La zarina dudaba, pero Tatiana ya había decidido por ella.
—Nastia es demasiado pequeña, mejor que vaya Masha. Hablaré con ella para que prepare sus cosas. Oye, Leo —dijo volviéndose hacia donde yo estaba y dedicándome una de esas sonrisas por las que yo habría vendido mi alma al diablo—. ¿Cuento contigo, verdad? Dile a Masha que venga. Todavía hay un par de cosas que tenemos que discutir entre nosotros. Ah, y Leo, por favor, recuérdame luego que tengo algo importante que decirte.

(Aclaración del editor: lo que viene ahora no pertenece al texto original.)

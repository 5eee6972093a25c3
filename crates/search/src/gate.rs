//! Request tagging for in-flight search cancellation

use std::sync::atomic::{AtomicU64, Ordering};

/// Tags outgoing requests with a monotonically increasing sequence number
/// so that late responses for superseded queries can be discarded.
///
/// Issue a tag when dispatching a request; when the response arrives,
/// apply it only if the tag is still current.
#[derive(Debug, Default)]
pub struct QueryGate {
    issued: AtomicU64,
}

impl QueryGate {
    pub fn new() -> Self {
        Self {
            issued: AtomicU64::new(0),
        }
    }

    /// Take the next request tag
    pub fn issue(&self) -> u64 {
        self.issued.fetch_add(1, Ordering::SeqCst) + 1
    }

    /// Whether `tag` belongs to the most recently issued request
    pub fn is_current(&self, tag: u64) -> bool {
        self.issued.load(Ordering::SeqCst) == tag
    }
}

#[cfg(test)]
mod tests {
    use super::*;

    #[test]
    fn test_latest_tag_is_current() {
        let gate = QueryGate::new();
        let tag = gate.issue();
        assert!(gate.is_current(tag));
    }

    #[test]
    fn test_superseded_tag_is_stale() {
        let gate = QueryGate::new();
        let first = gate.issue();
        let second = gate.issue();
        assert!(!gate.is_current(first));
        assert!(gate.is_current(second));
    }
}
//! Folding newly known inputs into display state and a mutation plan

use geo::{Region, Route};
use search::SearchResultSet;
use tracing::debug;

use crate::diff::AnnotationDiff;
use crate::mutation::MapMutation;
use crate::state::DisplayState;

/// Region policy for computed bounding regions
#[derive(Debug, Clone)]
pub struct ReconcilerConfig {
    /// Minimum span (degrees), so a single point never yields a
    /// degenerate zero-size region (default: 0.01)
    pub min_span: f64,
    /// Scale factor applied to bounding spans (default: 1.1)
    pub padding: f64,
}

impl Default for ReconcilerConfig {
    fn default() -> Self {
        Self {
            min_span: 0.01,
            padding: 1.1,
        }
    }
}

/// A change to the selected point
#[derive(Debug, Clone, PartialEq)]
pub enum SelectionChange {
    Select(String),
    Clear,
}

/// A change to the shown route
#[derive(Debug, Clone, PartialEq, Default)]
pub enum RouteChange {
    #[default]
    Unchanged,
    /// Show this route, implicitly clearing any prior one
    Route(Route),
    Clear,
}

/// What just became known, to be folded into display state.
///
/// Provider failures must not be turned into an `Update`: callers keep the
/// prior state and surface a transient indicator instead.
#[derive(Debug, Clone, Default)]
pub struct Update {
    pub results: Option<SearchResultSet>,
    pub selection: Option<SelectionChange>,
    pub route: RouteChange,
}

impl Update {
    pub fn results(set: SearchResultSet) -> Self {
        Self {
            results: Some(set),
            ..Self::default()
        }
    }

    pub fn select(id: impl Into<String>) -> Self {
        Self {
            selection: Some(SelectionChange::Select(id.into())),
            ..Self::default()
        }
    }

    pub fn route(route: Route) -> Self {
        Self {
            route: RouteChange::Route(route),
            ..Self::default()
        }
    }

    pub fn clear_route() -> Self {
        Self {
            route: RouteChange::Clear,
            ..Self::default()
        }
    }
}

/// Result of one reconciliation pass
#[derive(Debug, Clone, PartialEq)]
pub struct Reconciliation {
    pub state: DisplayState,
    pub mutations: Vec<MapMutation>,
}

/// The single authority turning updates into ordered mutation plans.
///
/// Pure: applying the returned mutations to any surface consistent with the
/// old state produces a surface consistent with the returned state.
/// Reconciling the same inputs twice yields an empty plan the second time.
pub struct Reconciler {
    config: ReconcilerConfig,
}

impl Reconciler {
    pub fn new(config: ReconcilerConfig) -> Self {
        Self { config }
    }

    pub fn with_defaults() -> Self {
        Self::new(ReconcilerConfig::default())
    }

    /// Fold an update into `state`, returning the next state and the
    /// ordered mutations a surface must apply. Never fails.
    pub fn reconcile(&self, state: &DisplayState, update: Update) -> Reconciliation {
        let mut next = state.clone();
        let mut mutations = Vec::new();

        if let Some(results) = update.results {
            self.apply_results(&mut next, &mut mutations, results);
        }

        self.apply_selection(&mut next, &mut mutations, update.selection);
        self.apply_route(&mut next, &mut mutations, update.route);

        debug!(count = mutations.len(), "reconciled update");
        Reconciliation {
            state: next,
            mutations,
        }
    }

    fn apply_results(
        &self,
        next: &mut DisplayState,
        mutations: &mut Vec<MapMutation>,
        results: SearchResultSet,
    ) {
        // Results must apply in non-decreasing timestamp order; a late
        // response for a superseded query is dropped, not folded in.
        let stale = next
            .last_applied_ts
            .is_some_and(|last| results.ts_unix_ms < last);
        if stale {
            debug!(ts = results.ts_unix_ms, "dropping stale result set");
            return;
        }

        let delta = AnnotationDiff::between(&next.displayed, &results.points);
        let mutated = !delta.is_empty();

        // Remove before add: replaced identifiers never coexist.
        if !delta.to_remove.is_empty() {
            mutations.push(MapMutation::RemovePoints(delta.to_remove));
        }
        if !delta.to_add.is_empty() {
            mutations.push(MapMutation::AddPoints(delta.to_add));
        }

        next.displayed = results.points;
        next.last_applied_ts = Some(results.ts_unix_ms);

        // A selected point that just left the displayed set clears the
        // selection without a mutation: the surface drops the selection
        // together with the removed annotation.
        if let Some(selected) = next.selected.as_deref() {
            if !next.is_displayed(selected) {
                next.selected = None;
            }
        }

        if mutated && !next.displayed.is_empty() {
            let coordinates = next.displayed_coordinates();
            if let Some(region) =
                Region::bounding(&coordinates, self.config.min_span, self.config.padding)
            {
                next.region = Some(region);
                mutations.push(MapMutation::SetRegion(region));
            }
        }
    }

    fn apply_selection(
        &self,
        next: &mut DisplayState,
        mutations: &mut Vec<MapMutation>,
        selection: Option<SelectionChange>,
    ) {
        match selection {
            Some(SelectionChange::Select(id)) => {
                let unchanged = next.selected.as_deref() == Some(id.as_str());
                if unchanged {
                    return;
                }
                // Selecting an id that is not displayed is a silent no-op.
                if next.is_displayed(&id) {
                    next.selected = Some(id.clone());
                    mutations.push(MapMutation::Select(id));
                } else {
                    debug!(%id, "ignoring selection of undisplayed point");
                }
            }
            Some(SelectionChange::Clear) => {
                next.selected = None;
            }
            None => {}
        }
    }

    fn apply_route(
        &self,
        next: &mut DisplayState,
        mutations: &mut Vec<MapMutation>,
        route: RouteChange,
    ) {
        match route {
            RouteChange::Unchanged => {}
            RouteChange::Route(route) => {
                if next.route.as_ref() == Some(&route) {
                    return;
                }
                // At most one route at a time: a new route clears the
                // prior one before showing.
                if next.route.is_some() {
                    mutations.push(MapMutation::ClearRoute);
                }
                next.route = Some(route.clone());
                mutations.push(MapMutation::ShowRoute(route));
            }
            RouteChange::Clear => {
                if next.route.take().is_some() {
                    mutations.push(MapMutation::ClearRoute);
                }
            }
        }
    }
}
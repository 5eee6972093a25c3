//! Named map points (search hits, route endpoints)

use crate::coord::Coordinate;
use serde::{Deserialize, Serialize};

/// A labeled geographic location.
///
/// The `id` is the stable key used when diffing displayed sets; it must be
/// unique within any one set of displayed points.
#[derive(Debug, Clone, PartialEq, Serialize, Deserialize)]
pub struct NamedPoint {
    /// Stable identifier (diff key)
    pub id: String,
    pub coordinate: Coordinate,
    /// Display title, falls back to `id` when absent
    pub title: Option<String>,
    pub address: Option<String>,
}

impl NamedPoint {
    pub fn new(id: impl Into<String>, coordinate: Coordinate) -> Self {
        Self {
            id: id.into(),
            coordinate,
            title: None,
            address: None,
        }
    }

    pub fn with_title(mut self, title: impl Into<String>) -> Self {
        self.title = Some(title.into());
        self
    }

    pub fn with_address(mut self, address: impl Into<String>) -> Self {
        self.address = Some(address.into());
        self
    }

    /// Label shown on the surface: the title when present, the id otherwise
    pub fn label(&self) -> &str {
        self.title.as_deref().unwrap_or(&self.id)
    }
}
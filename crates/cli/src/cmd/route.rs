//! `wp route` - demo driving directions between two places

use anyhow::{bail, Result};
use geo::{format_distance, RouteSummary};
use owo_colors::OwoColorize;
use search::RoutingProvider;

use crate::gazetteer::Gazetteer;

pub async fn run(from: &str, to: &str, steps: bool, json: bool) -> Result<()> {
    let gazetteer = Gazetteer::los_angeles();

    let Some(source) = gazetteer.lookup(from) else {
        bail!("no place matches \"{from}\"");
    };
    let Some(destination) = gazetteer.lookup(to) else {
        bail!("no place matches \"{to}\"");
    };

    let route = gazetteer.route(&source, &destination).await?;

    if json {
        println!("{}", serde_json::to_string_pretty(&route)?);
        return Ok(());
    }

    let summary = RouteSummary::of(&route);
    println!("{} {}", "Route:".bold(), summary.name);
    println!("{} {}", "Distance:".bold(), summary.distance);
    println!("{} {}", "Estimated time:".bold(), summary.duration);

    if steps {
        println!();
        for step in &route.steps {
            println!(
                "  {}  {}",
                step.instructions,
                format_distance(step.distance_meters).dimmed()
            );
        }
    }

    Ok(())
}
//! `wp demo` - play a scripted scenario through the engine

use std::path::PathBuf;
use std::time::Duration;

use anyhow::Result;
use owo_colors::OwoColorize;

use crate::player::{self, Playback};
use crate::scenario::Scenario;
use crate::util;

/// Debounce window for scripted keystroke bursts
const DEMO_QUIET_WINDOW: Duration = Duration::from_millis(150);

pub async fn run(scenario_path: Option<PathBuf>, json: bool) -> Result<()> {
    let scenario = match scenario_path {
        Some(path) => Scenario::from_file(&path)?,
        None => Scenario::builtin(),
    };

    let playback = player::play(&scenario, DEMO_QUIET_WINDOW).await;

    if json {
        println!("{}", serde_json::to_string_pretty(&playback.plans)?);
        return Ok(());
    }

    print_playback(&playback);
    Ok(())
}

fn print_playback(playback: &Playback) {
    for plan in &playback.plans {
        println!("{}", plan.trigger.yellow());
        if plan.mutations.is_empty() {
            println!("  {}", "(no mutations)".dimmed());
        }
        for mutation in &plan.mutations {
            util::print_mutation(mutation);
        }
    }

    println!();
    println!(
        "Final surface: {} point(s), route {}, selected: {}",
        playback.surface.points.len(),
        if playback.surface.route.is_some() {
            "shown"
        } else {
            "none"
        },
        playback.surface.selected.as_deref().unwrap_or("none"),
    );
}
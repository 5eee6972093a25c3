//! Map state reconciliation
//!
//! This crate provides:
//! - Annotation set differ (minimal add/remove delta by stable id)
//! - DisplayState snapshot owned by the caller
//! - MapMutation instruction set for map surfaces
//! - The reconciler folding updates into ordered mutation plans
//! - MapSurface capability trait + recording test double

pub mod diff;
pub mod mutation;
pub mod reconciler;
pub mod state;
pub mod surface;

// Re-exports
pub use diff::AnnotationDiff;
pub use mutation::MapMutation;
pub use reconciler::{
    Reconciler, ReconcilerConfig, Reconciliation, RouteChange, SelectionChange, Update,
};
pub use state::DisplayState;
pub use surface::{MapSurface, RecordingSurface};
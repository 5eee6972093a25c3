//! Coordinate, span, and region primitives

use serde::{Deserialize, Serialize};
use thiserror::Error;

/// Valid latitude range in decimal degrees
pub const MIN_LAT: f64 = -90.0;
pub const MAX_LAT: f64 = 90.0;

/// Valid longitude range in decimal degrees
pub const MIN_LON: f64 = -180.0;
pub const MAX_LON: f64 = 180.0;

/// Errors from constructing geographic values out of range
#[derive(Debug, Clone, PartialEq, Error)]
pub enum GeoError {
    /// Latitude is outside [-90, 90]
    #[error("invalid latitude: {0} (must be between {MIN_LAT} and {MAX_LAT})")]
    InvalidLatitude(f64),
    /// Longitude is outside [-180, 180]
    #[error("invalid longitude: {0} (must be between {MIN_LON} and {MAX_LON})")]
    InvalidLongitude(f64),
    /// Span deltas must both be positive
    #[error("invalid span: {lat_delta} x {lon_delta} (deltas must be positive)")]
    InvalidSpan { lat_delta: f64, lon_delta: f64 },
}

/// A point on the globe in decimal degrees.
#[derive(Debug, Clone, Copy, PartialEq, Serialize, Deserialize)]
pub struct Coordinate {
    lat: f64,
    lon: f64,
}

impl Coordinate {
    /// Create a coordinate, validating both components are in range
    pub fn new(lat: f64, lon: f64) -> Result<Self, GeoError> {
        if !(MIN_LAT..=MAX_LAT).contains(&lat) || lat.is_nan() {
            return Err(GeoError::InvalidLatitude(lat));
        }
        if !(MIN_LON..=MAX_LON).contains(&lon) || lon.is_nan() {
            return Err(GeoError::InvalidLongitude(lon));
        }
        Ok(Self { lat, lon })
    }

    pub fn lat(&self) -> f64 {
        self.lat
    }

    pub fn lon(&self) -> f64 {
        self.lon
    }
}

/// Extent of a region: latitude and longitude deltas in degrees, both positive.
#[derive(Debug, Clone, Copy, PartialEq, Serialize, Deserialize)]
pub struct Span {
    lat_delta: f64,
    lon_delta: f64,
}

impl Span {
    /// Create a span, validating both deltas are positive
    pub fn new(lat_delta: f64, lon_delta: f64) -> Result<Self, GeoError> {
        if lat_delta <= 0.0 || lon_delta <= 0.0 || lat_delta.is_nan() || lon_delta.is_nan() {
            return Err(GeoError::InvalidSpan {
                lat_delta,
                lon_delta,
            });
        }
        Ok(Self {
            lat_delta,
            lon_delta,
        })
    }

    pub fn lat_delta(&self) -> f64 {
        self.lat_delta
    }

    pub fn lon_delta(&self) -> f64 {
        self.lon_delta
    }
}

/// A map viewport: a center coordinate plus a span.
#[derive(Debug, Clone, Copy, PartialEq, Serialize, Deserialize)]
pub struct Region {
    pub center: Coordinate,
    pub span: Span,
}

impl Region {
    pub fn new(center: Coordinate, span: Span) -> Self {
        Self { center, span }
    }

    /// Whether the coordinate falls inside this region (inclusive edges)
    pub fn contains(&self, coordinate: &Coordinate) -> bool {
        let half_lat = self.span.lat_delta / 2.0;
        let half_lon = self.span.lon_delta / 2.0;
        (coordinate.lat - self.center.lat).abs() <= half_lat
            && (coordinate.lon - self.center.lon).abs() <= half_lon
    }

    /// Smallest region containing all points, spans scaled by `padding`
    /// and floored at `min_span` so a single point never produces a
    /// degenerate zero-size region.
    ///
    /// Returns `None` for an empty point list.
    pub fn bounding(points: &[Coordinate], min_span: f64, padding: f64) -> Option<Region> {
        let first = points.first()?;
        let mut min_lat = first.lat;
        let mut max_lat = first.lat;
        let mut min_lon = first.lon;
        let mut max_lon = first.lon;

        for point in &points[1..] {
            min_lat = min_lat.min(point.lat);
            max_lat = max_lat.max(point.lat);
            min_lon = min_lon.min(point.lon);
            max_lon = max_lon.max(point.lon);
        }

        let center = Coordinate {
            lat: (min_lat + max_lat) / 2.0,
            lon: (min_lon + max_lon) / 2.0,
        };
        // Floored spans are always positive, so the Span invariant holds.
        let span = Span {
            lat_delta: ((max_lat - min_lat) * padding).max(min_span),
            lon_delta: ((max_lon - min_lon) * padding).max(min_span),
        };

        Some(Region { center, span })
    }
}

#[cfg(test)]
mod tests {
    use super::*;

    fn coord(lat: f64, lon: f64) -> Coordinate {
        Coordinate::new(lat, lon).unwrap()
    }

    #[test]
    fn test_coordinate_in_range() {
        assert!(Coordinate::new(34.0522, -118.2437).is_ok());
        assert!(Coordinate::new(90.0, 180.0).is_ok());
        assert!(Coordinate::new(-90.0, -180.0).is_ok());
    }

    #[test]
    fn test_coordinate_out_of_range() {
        assert_eq!(
            Coordinate::new(90.1, 0.0),
            Err(GeoError::InvalidLatitude(90.1))
        );
        assert_eq!(
            Coordinate::new(0.0, -180.5),
            Err(GeoError::InvalidLongitude(-180.5))
        );
        assert!(Coordinate::new(f64::NAN, 0.0).is_err());
    }

    #[test]
    fn test_span_must_be_positive() {
        assert!(Span::new(0.1, 0.1).is_ok());
        assert!(Span::new(0.0, 0.1).is_err());
        assert!(Span::new(0.1, -0.1).is_err());
    }

    #[test]
    fn test_region_contains() {
        let region = Region::new(coord(34.0, -118.0), Span::new(1.0, 1.0).unwrap());
        assert!(region.contains(&coord(34.0, -118.0)));
        assert!(region.contains(&coord(34.5, -117.5)));
        assert!(!region.contains(&coord(34.6, -118.0)));
        assert!(!region.contains(&coord(34.0, -116.0)));
    }

    #[test]
    fn test_bounding_single_point_gets_min_span() {
        let region = Region::bounding(&[coord(34.0522, -118.2437)], 0.01, 1.1).unwrap();
        assert_eq!(region.center, coord(34.0522, -118.2437));
        assert_eq!(region.span.lat_delta(), 0.01);
        assert_eq!(region.span.lon_delta(), 0.01);
    }

    #[test]
    fn test_bounding_contains_all_points() {
        let points = vec![
            coord(34.0522, -118.2437),
            coord(34.1016, -118.3267),
            coord(33.9416, -118.4085),
        ];
        let region = Region::bounding(&points, 0.01, 1.1).unwrap();
        for point in &points {
            assert!(region.contains(point), "region should contain {point:?}");
        }
    }

    #[test]
    fn test_bounding_empty_is_none() {
        assert!(Region::bounding(&[], 0.01, 1.1).is_none());
    }
}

Asentí, preguntándome qué sería lo que Tatiana Nikolayevna quería de mí cuando
… Cómo, ¿tan pronto? ¡Pero si dijeron que me operaban a las cuatro y no son más que las dos y media! ¿Prepararme? Uf, supongo que se refiere a lavativas, rasurados y demás deleites preoperatorios. ¿O habla de otro tipo de preparativos, como encomendar mi alma, etcétera? Si es por eso, ni se moleste, querida, le agradezco la visita, siempre es un placer verla, pero no hace falta que me encomiende a nadie. Pienso salir de esta, téngalo por seguro. No, no me mire así, María. ¿Qué se apuesta? La Dama de Picas y yo somos viejos amigos y ella sabe que una vez más le ganaré la mano. En cuanto a lavativas y todo eso, le propongo un trato. Usted consigue que esa autoritaria enfermera del pelo frito me conceda treinta minutos para continuar con mi grabación y después tendrán ustedes el más dócil de los pacientes, media horita no más, es todo lo que necesito para llegar a Ekaterinburgo…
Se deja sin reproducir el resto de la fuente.